My local utility for some reason is replacing its natural gas meters. I didn't understand why the utility's contractors were hassling me instead of the landlord. I think it may be to reset the pilot lights on the stove/oven. So, because work can often require driving to a worksite 2 hours away on short notice. The reason why that matters was the arrogant contractor was demanding to set an appointment when I was at home. We finally settled on Saturday morning (as granular as they get--so I was resigned to being here until 11:30 AM). I knew immediately the assigned technician was an arrogant jerk from his previsit call to make sure I was home. So the dude shows up and then asks an unexpected question--where's my water heater? I didn't know--not inside the aparment. I know because I lived in a complex a decade ago where inside the aparment it sprung a leak. In my lasr apartment it was actually on a lower-level area; I knew that from a complaint over icy cold showers one week. I guessed it was probably in the back. The guy decides to leave before I can suggest to call apartment maintenance. He hung up my followup call. I tried texting apartment management--no response. I know the contractor already badmouthed me to the utility. What I don't understand is why the freaking contractor company didn't ask this at the time they made an appointment. It's not like I've gone through this particular hassle before.

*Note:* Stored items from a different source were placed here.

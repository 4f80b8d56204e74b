//! Locale catalog: the backing database of recognized locales.
//!
//! The registry never decides on its own whether a locale exists; it asks a
//! `LocaleCatalog`. The built-in catalog carries the common ICU locales, and
//! tests (or deployments with their own data) can supply a custom one.

use crate::i18n::codec;
use indexmap::IndexSet;
use tracing::debug;

/// Read-only view of the locales the host platform knows about.
pub trait LocaleCatalog: Send + Sync {
    /// Every locale in the catalog, in canonical form.
    fn list_available(&self) -> Vec<String>;

    /// Whether the canonical `locale` is present as-is.
    fn contains(&self, locale: &str) -> bool;

    /// Best match for `requested` by longest-prefix fallback.
    fn lookup_best_match(&self, requested: &str) -> Option<String> {
        lookup(&self.list_available(), requested)
    }
}

/// Longest-prefix lookup of `requested` among `candidates`.
///
/// Tries the full `language-REGION` tag first and then the bare language.
/// Candidates and the request are compared in canonical form.
///
/// # Arguments
/// * `candidates` - Locale identifiers to search, in any input form
/// * `requested` - The locale being looked up
///
/// # Returns
/// * `Some(candidate)` for the first candidate equivalent to the longest
///   matching prefix, as written in `candidates`
/// * `None` if nothing matches or `requested` is malformed
pub fn lookup<S: AsRef<str>>(candidates: &[S], requested: &str) -> Option<String> {
    let mut tag = codec::canonicalize(requested).ok()?;

    loop {
        if let Some(found) = candidates
            .iter()
            .map(AsRef::as_ref)
            .find(|candidate| codec::equivalent(candidate, &tag))
        {
            debug!("Catalog lookup for {} matched {}", requested, found);
            return Some(found.to_string());
        }

        match tag.rfind('-') {
            Some(idx) => tag.truncate(idx),
            None => return None,
        }
    }
}

/// Catalog backed by an in-memory set of canonical identifiers.
#[derive(Debug, Clone, Default)]
pub struct StaticCatalog {
    locales: IndexSet<String>,
}

impl StaticCatalog {
    /// Build a catalog from identifiers in any input form.
    ///
    /// Malformed entries are skipped.
    pub fn new<I, S>(locales: I) -> Self
    where
        I: IntoIterator<Item = S>,
        S: AsRef<str>,
    {
        let locales = locales
            .into_iter()
            .filter_map(|locale| codec::canonicalize(locale.as_ref()).ok())
            .collect();
        Self { locales }
    }

    /// Catalog of common ICU locales.
    pub fn builtin() -> Self {
        Self::new(BUILTIN_LOCALES.iter().copied())
    }

    /// Number of distinct locales in the catalog.
    pub fn len(&self) -> usize {
        self.locales.len()
    }

    /// Check if the catalog holds no locales.
    pub fn is_empty(&self) -> bool {
        self.locales.is_empty()
    }
}

impl LocaleCatalog for StaticCatalog {
    fn list_available(&self) -> Vec<String> {
        self.locales.iter().cloned().collect()
    }

    fn contains(&self, locale: &str) -> bool {
        self.locales.contains(locale)
    }

    fn lookup_best_match(&self, requested: &str) -> Option<String> {
        let mut tag = codec::canonicalize(requested).ok()?;
        loop {
            if self.locales.contains(&tag) {
                return Some(tag);
            }
            match tag.rfind('-') {
                Some(idx) => tag.truncate(idx),
                None => return None,
            }
        }
    }
}

const BUILTIN_LOCALES: &[&str] = &[
    "af", "af_ZA", "am", "am_ET", "ar", "ar_AE", "ar_EG", "ar_JO", "ar_MA", "ar_SA", "ar_SY",
    "az", "be", "be_BY", "bg", "bg_BG", "bn", "bn_BD", "bn_IN", "bs", "ca", "ca_ES", "cs",
    "cs_CZ", "cy", "cy_GB", "da", "da_DK", "de", "de_AT", "de_CH", "de_DE", "el", "el_GR",
    "en", "en_AU", "en_CA", "en_GB", "en_IE", "en_IN", "en_NZ", "en_US", "en_ZA", "es",
    "es_419", "es_AR", "es_CL", "es_CO", "es_ES", "es_MX", "es_PE", "es_US", "et", "et_EE",
    "eu", "fa", "fa_IR", "fi", "fi_FI", "fil", "fr", "fr_BE", "fr_CA", "fr_CH", "fr_FR", "ga",
    "gl", "gl_ES", "gu", "he", "he_IL", "hi", "hi_IN", "hr", "hr_HR", "hu", "hu_HU", "hy", "id",
    "id_ID", "is", "it", "it_CH", "it_IT", "ja", "ja_JP", "ka", "kk", "km", "kn", "ko", "ko_KR",
    "lt", "lt_LT", "lv", "lv_LV", "mk", "ml", "mn", "mr", "ms", "ms_MY", "mt", "my", "nb",
    "nb_NO", "ne", "nl", "nl_BE", "nl_NL", "nn", "pa", "pl", "pl_PL", "pt", "pt_BR", "pt_PT",
    "ro", "ro_RO", "ru", "ru_RU", "ru_UA", "si", "sk", "sk_SK", "sl", "sl_SI", "sq", "sr",
    "sv", "sv_SE", "sw", "ta", "te", "th", "th_TH", "tr", "tr_TR", "uk", "uk_UA", "ur", "uz",
    "vi", "vi_VN", "zh", "zh_CN", "zh_HK", "zh_SG", "zh_TW", "zu",
];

I basically spent a lot of time this past week resolving a high-profile production database replication technology failure. I interfaced with a talented client system administrator. He is much like my late best friend fellow former doctoral student Bruce Breeding who was a CPA and very detailed. Now, I am very detailed as well (I have articles and book chapters citing hundreds of publications), and I have a pertectionist streak; I would rewrite articles multiple times, working hard on readability and organization. But I was enough of a pragmatist to let a manuscript go. My SA friend went down a lot of rabbit holes: obsessive technical threads. The replication breakdown was having a real world effect. He ran into an issue with database links. I provided him a workaround, but he spent hours until he resolved the database link issue. Functionally it didn't get us to the finish line any faster. He eventually bought into my iterative approach to resolving the problem I do seem to have a talent for getting things done, for getting a project back on track, etc. But dealing with other people, especially those not reporting to you, can be challenging.